------ The records ------

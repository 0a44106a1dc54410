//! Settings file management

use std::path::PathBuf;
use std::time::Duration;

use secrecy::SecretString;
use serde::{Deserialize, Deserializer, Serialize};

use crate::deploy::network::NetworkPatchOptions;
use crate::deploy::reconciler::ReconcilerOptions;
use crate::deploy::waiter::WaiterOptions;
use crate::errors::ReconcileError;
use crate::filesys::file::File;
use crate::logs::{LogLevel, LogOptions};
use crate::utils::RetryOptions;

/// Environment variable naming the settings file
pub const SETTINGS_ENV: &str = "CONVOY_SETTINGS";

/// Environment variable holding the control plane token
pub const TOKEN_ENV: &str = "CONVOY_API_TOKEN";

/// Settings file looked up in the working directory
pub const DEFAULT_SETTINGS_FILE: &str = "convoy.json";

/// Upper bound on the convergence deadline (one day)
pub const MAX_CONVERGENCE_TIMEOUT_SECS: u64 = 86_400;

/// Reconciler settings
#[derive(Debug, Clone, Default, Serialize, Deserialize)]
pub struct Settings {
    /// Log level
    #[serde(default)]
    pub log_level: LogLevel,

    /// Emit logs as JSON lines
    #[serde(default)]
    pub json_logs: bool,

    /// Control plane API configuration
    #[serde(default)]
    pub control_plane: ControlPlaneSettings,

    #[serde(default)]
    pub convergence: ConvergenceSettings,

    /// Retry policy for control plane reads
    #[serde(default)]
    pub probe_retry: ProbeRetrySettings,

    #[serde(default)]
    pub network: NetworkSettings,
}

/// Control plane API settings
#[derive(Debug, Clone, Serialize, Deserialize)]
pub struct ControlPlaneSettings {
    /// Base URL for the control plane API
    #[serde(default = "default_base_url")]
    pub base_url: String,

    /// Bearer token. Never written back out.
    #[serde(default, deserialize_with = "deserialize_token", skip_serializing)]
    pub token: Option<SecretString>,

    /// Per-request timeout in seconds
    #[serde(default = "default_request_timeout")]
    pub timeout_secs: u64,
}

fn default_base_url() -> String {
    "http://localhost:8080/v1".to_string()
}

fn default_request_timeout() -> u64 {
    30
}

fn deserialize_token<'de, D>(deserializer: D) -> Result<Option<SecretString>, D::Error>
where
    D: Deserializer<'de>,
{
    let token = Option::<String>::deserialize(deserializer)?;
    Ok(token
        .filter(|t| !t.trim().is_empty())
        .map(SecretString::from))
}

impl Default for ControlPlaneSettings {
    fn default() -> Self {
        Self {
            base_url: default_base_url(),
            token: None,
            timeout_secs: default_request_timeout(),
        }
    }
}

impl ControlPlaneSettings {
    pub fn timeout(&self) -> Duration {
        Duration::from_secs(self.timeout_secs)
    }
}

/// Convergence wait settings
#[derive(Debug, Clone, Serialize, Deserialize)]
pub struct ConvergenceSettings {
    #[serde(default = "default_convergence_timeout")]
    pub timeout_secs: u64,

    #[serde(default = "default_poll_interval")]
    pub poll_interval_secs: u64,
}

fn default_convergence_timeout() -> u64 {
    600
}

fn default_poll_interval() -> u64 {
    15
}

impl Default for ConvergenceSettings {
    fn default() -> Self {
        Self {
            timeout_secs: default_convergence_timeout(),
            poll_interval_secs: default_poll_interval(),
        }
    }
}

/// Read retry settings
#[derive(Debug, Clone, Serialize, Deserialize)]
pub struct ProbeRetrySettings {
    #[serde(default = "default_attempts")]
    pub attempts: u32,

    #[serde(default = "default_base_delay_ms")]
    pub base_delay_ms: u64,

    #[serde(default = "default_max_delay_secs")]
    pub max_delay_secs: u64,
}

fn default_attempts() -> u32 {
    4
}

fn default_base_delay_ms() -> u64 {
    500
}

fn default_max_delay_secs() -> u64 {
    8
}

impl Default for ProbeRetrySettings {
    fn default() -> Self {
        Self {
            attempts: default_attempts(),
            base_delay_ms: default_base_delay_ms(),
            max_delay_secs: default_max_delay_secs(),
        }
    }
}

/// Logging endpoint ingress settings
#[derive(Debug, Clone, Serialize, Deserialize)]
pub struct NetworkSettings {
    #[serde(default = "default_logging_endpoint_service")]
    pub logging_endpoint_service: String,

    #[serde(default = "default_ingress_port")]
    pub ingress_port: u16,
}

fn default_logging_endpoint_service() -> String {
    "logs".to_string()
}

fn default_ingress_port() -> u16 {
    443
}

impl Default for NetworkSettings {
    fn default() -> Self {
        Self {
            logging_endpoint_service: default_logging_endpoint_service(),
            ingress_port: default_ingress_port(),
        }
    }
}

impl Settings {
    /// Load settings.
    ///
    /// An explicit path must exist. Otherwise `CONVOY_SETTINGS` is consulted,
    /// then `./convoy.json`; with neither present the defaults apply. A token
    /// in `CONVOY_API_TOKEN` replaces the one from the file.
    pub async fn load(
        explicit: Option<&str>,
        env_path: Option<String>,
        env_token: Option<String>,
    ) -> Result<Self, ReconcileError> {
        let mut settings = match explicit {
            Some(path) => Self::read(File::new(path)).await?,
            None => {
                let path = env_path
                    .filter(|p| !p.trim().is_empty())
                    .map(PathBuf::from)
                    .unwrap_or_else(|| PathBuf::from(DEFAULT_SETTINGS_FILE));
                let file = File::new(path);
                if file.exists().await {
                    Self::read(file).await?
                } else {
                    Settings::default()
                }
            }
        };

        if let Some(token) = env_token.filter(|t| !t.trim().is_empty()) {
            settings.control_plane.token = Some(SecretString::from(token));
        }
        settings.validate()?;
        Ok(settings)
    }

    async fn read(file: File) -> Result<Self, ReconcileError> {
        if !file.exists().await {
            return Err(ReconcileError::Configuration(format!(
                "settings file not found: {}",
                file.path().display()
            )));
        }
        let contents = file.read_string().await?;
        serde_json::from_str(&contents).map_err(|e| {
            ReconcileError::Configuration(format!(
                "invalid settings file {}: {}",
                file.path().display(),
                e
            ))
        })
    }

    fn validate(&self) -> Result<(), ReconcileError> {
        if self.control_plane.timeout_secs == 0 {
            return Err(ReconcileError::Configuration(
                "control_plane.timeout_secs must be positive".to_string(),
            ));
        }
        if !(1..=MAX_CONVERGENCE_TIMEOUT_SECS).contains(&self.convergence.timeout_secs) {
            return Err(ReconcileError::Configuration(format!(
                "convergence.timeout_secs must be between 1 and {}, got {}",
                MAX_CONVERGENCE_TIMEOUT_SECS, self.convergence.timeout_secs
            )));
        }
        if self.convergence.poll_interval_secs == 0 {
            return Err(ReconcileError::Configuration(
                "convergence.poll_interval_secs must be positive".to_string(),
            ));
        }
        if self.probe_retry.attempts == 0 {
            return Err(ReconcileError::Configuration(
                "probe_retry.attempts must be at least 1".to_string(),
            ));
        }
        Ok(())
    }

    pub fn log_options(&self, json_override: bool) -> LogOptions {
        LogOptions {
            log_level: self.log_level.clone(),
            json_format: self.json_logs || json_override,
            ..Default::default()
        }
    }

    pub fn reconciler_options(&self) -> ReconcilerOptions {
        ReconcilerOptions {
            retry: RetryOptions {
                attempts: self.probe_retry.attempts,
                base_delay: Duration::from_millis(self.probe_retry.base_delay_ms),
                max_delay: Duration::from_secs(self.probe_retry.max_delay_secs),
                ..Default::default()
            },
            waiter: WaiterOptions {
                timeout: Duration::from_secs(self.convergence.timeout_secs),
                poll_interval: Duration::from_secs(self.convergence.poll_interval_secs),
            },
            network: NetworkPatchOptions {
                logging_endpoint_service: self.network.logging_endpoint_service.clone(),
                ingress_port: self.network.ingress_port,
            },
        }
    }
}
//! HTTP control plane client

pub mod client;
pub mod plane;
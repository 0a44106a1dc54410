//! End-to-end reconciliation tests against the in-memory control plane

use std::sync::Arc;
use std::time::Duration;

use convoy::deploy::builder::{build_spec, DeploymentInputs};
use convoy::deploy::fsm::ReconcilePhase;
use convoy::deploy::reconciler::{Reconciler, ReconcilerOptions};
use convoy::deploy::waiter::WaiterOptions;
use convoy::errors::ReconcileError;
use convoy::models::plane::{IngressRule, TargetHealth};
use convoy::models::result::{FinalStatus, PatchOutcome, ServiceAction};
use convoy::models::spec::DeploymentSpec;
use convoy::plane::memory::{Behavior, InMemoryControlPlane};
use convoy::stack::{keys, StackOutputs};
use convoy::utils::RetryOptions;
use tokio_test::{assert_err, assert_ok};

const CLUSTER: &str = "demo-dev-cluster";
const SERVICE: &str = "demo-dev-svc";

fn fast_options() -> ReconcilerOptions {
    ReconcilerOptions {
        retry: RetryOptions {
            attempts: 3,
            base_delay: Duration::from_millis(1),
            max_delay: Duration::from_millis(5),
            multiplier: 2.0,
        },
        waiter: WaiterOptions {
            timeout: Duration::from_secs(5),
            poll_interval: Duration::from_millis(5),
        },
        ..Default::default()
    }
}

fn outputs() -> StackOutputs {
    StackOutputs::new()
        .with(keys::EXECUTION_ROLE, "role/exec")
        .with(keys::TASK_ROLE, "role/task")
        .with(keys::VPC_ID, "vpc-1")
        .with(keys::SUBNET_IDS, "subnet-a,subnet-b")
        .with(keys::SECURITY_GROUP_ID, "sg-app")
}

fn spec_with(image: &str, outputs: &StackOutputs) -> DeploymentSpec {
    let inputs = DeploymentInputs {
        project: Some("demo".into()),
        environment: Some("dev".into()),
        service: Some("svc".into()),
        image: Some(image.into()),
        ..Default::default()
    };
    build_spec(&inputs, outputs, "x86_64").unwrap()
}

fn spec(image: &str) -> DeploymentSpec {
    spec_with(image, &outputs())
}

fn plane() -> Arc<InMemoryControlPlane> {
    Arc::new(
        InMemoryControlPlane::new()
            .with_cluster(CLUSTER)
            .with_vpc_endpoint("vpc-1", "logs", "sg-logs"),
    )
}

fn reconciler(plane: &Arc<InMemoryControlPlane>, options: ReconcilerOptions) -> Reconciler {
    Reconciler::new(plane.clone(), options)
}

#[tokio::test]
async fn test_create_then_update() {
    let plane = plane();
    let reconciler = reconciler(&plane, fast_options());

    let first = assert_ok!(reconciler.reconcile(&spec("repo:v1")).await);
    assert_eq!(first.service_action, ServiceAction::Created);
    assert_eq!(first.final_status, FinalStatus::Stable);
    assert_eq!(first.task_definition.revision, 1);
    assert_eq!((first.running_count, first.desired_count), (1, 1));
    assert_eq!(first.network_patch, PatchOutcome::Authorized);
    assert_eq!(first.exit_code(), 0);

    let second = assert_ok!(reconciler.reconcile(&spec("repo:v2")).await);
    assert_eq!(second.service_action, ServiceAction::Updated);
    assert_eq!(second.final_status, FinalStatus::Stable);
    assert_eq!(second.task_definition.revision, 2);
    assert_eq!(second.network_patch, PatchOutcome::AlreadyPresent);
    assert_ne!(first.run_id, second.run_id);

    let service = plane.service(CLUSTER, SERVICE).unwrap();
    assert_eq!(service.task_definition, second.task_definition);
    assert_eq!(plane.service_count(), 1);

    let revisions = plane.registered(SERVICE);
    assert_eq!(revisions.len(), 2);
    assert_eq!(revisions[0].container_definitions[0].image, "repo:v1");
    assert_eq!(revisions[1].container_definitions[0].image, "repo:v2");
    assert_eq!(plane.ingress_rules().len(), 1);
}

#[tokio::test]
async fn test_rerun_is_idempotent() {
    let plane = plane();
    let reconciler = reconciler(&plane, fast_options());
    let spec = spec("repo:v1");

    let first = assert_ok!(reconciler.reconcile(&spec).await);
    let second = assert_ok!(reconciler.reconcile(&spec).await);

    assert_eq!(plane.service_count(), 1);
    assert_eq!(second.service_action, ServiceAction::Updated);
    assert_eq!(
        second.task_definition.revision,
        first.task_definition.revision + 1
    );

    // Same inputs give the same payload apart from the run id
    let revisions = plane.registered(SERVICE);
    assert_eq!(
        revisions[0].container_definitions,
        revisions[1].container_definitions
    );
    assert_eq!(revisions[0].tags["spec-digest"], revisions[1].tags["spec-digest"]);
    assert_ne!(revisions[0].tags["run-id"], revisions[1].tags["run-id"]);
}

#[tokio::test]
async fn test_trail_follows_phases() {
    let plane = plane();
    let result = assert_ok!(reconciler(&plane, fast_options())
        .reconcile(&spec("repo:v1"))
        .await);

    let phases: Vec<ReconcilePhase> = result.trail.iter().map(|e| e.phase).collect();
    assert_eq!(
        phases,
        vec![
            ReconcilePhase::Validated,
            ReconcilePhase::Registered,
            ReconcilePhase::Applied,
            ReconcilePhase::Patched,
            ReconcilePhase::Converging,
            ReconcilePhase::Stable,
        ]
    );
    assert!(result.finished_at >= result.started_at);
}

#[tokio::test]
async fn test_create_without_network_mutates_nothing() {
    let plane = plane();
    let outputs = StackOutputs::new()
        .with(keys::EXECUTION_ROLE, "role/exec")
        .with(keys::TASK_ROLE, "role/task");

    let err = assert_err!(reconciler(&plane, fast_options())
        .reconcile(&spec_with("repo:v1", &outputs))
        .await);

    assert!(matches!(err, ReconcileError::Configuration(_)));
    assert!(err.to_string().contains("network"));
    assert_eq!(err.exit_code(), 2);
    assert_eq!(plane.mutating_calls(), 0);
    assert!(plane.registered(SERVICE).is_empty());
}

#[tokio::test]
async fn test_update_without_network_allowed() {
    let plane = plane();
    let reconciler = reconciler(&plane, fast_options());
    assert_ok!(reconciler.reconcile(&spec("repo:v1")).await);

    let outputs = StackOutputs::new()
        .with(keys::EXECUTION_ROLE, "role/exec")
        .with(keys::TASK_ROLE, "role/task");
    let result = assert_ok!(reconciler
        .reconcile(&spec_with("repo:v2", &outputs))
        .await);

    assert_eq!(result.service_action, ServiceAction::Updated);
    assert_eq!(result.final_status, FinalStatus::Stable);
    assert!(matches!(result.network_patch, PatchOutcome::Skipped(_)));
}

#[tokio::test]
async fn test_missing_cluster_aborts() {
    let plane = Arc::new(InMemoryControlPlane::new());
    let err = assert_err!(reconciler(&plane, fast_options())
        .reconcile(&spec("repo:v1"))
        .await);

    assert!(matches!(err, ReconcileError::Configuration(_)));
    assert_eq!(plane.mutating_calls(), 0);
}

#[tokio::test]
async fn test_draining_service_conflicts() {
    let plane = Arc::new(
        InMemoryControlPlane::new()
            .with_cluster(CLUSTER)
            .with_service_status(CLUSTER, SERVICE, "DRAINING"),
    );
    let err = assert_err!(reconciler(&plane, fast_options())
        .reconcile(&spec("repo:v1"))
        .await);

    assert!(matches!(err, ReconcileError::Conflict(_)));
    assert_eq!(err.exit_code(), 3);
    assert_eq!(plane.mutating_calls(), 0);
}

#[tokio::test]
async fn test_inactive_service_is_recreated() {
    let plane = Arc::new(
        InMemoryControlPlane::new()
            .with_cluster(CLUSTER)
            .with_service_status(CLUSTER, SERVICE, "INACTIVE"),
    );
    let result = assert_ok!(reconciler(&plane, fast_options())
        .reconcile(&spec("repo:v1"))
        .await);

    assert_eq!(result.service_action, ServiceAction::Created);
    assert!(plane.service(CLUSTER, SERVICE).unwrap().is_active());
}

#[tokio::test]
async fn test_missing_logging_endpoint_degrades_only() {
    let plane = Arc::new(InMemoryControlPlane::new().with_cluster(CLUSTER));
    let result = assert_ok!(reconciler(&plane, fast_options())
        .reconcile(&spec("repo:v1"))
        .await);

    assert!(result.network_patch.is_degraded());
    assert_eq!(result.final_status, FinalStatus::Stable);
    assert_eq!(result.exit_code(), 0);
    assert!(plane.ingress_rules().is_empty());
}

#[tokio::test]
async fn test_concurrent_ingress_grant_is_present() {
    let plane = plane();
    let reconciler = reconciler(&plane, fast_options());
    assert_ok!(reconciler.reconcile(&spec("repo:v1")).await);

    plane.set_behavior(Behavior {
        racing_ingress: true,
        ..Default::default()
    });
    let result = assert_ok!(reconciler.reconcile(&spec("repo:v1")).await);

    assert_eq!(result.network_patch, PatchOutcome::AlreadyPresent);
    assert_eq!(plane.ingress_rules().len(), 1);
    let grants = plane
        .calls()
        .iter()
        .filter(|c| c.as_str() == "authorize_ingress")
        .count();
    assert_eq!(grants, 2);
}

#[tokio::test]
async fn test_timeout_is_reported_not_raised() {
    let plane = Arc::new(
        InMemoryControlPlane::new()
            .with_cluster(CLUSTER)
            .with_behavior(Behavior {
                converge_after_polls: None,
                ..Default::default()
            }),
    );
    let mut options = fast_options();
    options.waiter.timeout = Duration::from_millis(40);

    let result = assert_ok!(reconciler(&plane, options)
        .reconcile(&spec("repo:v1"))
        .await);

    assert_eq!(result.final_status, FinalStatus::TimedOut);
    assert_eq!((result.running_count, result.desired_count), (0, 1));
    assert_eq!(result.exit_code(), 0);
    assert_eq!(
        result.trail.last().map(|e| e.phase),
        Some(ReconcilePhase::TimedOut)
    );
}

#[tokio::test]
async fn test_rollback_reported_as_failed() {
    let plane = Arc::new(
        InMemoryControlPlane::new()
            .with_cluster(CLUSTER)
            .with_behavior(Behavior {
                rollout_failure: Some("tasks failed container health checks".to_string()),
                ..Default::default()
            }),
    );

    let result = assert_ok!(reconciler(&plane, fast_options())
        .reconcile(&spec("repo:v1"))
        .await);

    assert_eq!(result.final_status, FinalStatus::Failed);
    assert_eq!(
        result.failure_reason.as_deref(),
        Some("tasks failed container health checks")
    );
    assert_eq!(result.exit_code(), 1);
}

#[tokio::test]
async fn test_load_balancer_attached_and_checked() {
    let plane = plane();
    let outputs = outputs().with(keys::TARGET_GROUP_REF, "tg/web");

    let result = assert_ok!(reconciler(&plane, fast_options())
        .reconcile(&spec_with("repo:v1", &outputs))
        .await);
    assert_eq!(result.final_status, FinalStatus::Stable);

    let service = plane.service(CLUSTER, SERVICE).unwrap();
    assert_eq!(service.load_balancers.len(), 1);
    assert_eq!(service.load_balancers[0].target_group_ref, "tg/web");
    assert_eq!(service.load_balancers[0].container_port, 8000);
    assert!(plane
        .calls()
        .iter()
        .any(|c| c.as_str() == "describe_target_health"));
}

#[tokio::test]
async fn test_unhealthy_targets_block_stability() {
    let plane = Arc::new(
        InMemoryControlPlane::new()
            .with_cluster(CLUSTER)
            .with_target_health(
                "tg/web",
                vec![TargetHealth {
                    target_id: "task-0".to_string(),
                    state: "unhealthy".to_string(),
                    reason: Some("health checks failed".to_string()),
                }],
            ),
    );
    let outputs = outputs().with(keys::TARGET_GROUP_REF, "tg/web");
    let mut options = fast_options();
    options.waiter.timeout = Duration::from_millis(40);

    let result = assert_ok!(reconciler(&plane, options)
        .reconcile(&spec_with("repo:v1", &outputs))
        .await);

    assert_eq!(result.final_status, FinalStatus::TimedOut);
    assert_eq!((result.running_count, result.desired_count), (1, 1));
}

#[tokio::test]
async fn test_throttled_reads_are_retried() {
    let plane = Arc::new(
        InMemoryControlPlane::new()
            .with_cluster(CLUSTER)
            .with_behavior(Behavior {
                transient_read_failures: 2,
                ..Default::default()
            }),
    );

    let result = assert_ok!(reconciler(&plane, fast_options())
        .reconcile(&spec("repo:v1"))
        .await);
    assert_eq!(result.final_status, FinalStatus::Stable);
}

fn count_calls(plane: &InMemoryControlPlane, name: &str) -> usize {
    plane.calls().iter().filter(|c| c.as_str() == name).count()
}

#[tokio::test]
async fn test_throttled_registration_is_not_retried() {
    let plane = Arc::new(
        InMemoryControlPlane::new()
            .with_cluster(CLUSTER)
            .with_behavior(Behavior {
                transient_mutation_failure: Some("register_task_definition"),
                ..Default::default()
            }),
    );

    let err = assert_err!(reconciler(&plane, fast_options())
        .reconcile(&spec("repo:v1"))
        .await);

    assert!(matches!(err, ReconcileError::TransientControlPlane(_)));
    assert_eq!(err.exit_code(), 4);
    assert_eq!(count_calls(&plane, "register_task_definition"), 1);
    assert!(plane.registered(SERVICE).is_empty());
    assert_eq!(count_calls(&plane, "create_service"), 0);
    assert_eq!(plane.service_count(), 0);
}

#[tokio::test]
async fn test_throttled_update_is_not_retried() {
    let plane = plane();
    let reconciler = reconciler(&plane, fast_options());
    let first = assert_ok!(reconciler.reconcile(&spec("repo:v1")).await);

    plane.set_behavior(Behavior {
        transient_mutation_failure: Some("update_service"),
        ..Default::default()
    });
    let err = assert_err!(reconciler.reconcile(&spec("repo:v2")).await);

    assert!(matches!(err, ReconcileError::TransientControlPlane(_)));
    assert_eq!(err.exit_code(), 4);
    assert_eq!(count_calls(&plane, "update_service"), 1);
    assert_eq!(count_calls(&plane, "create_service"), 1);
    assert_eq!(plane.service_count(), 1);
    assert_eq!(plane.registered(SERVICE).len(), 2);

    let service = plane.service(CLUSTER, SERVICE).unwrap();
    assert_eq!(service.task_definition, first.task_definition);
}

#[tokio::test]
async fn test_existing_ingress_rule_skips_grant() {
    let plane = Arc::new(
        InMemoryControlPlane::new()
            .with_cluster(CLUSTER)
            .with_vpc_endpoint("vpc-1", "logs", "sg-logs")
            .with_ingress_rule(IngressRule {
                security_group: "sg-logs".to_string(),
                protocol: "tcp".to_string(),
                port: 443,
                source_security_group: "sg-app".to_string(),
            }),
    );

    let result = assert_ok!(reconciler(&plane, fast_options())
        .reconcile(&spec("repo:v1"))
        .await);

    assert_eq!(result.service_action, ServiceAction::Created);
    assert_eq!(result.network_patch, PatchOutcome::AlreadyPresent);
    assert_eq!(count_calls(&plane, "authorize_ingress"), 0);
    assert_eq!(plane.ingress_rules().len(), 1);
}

------

▸ **Exercise requirements**
From the first line of the material above down to the line with "pub const SETTINGS_ENV: &str", output each line exactly; include both of those lines and add no others.

▸ **Written response**
repository 0a44106a1dc54410
//! Settings file management

use std::path::PathBuf;
use std::time::Duration;

use secrecy::SecretString;
use serde::{Deserialize, Deserializer, Serialize};

use crate::deploy::network::NetworkPatchOptions;
use crate::deploy::reconciler::ReconcilerOptions;
use crate::deploy::waiter::WaiterOptions;
use crate::errors::ReconcileError;
use crate::filesys::file::File;
use crate::logs::{LogLevel, LogOptions};
use crate::utils::RetryOptions;

/// Environment variable naming the settings file
pub const SETTINGS_ENV: &str = "CONVOY_SETTINGS";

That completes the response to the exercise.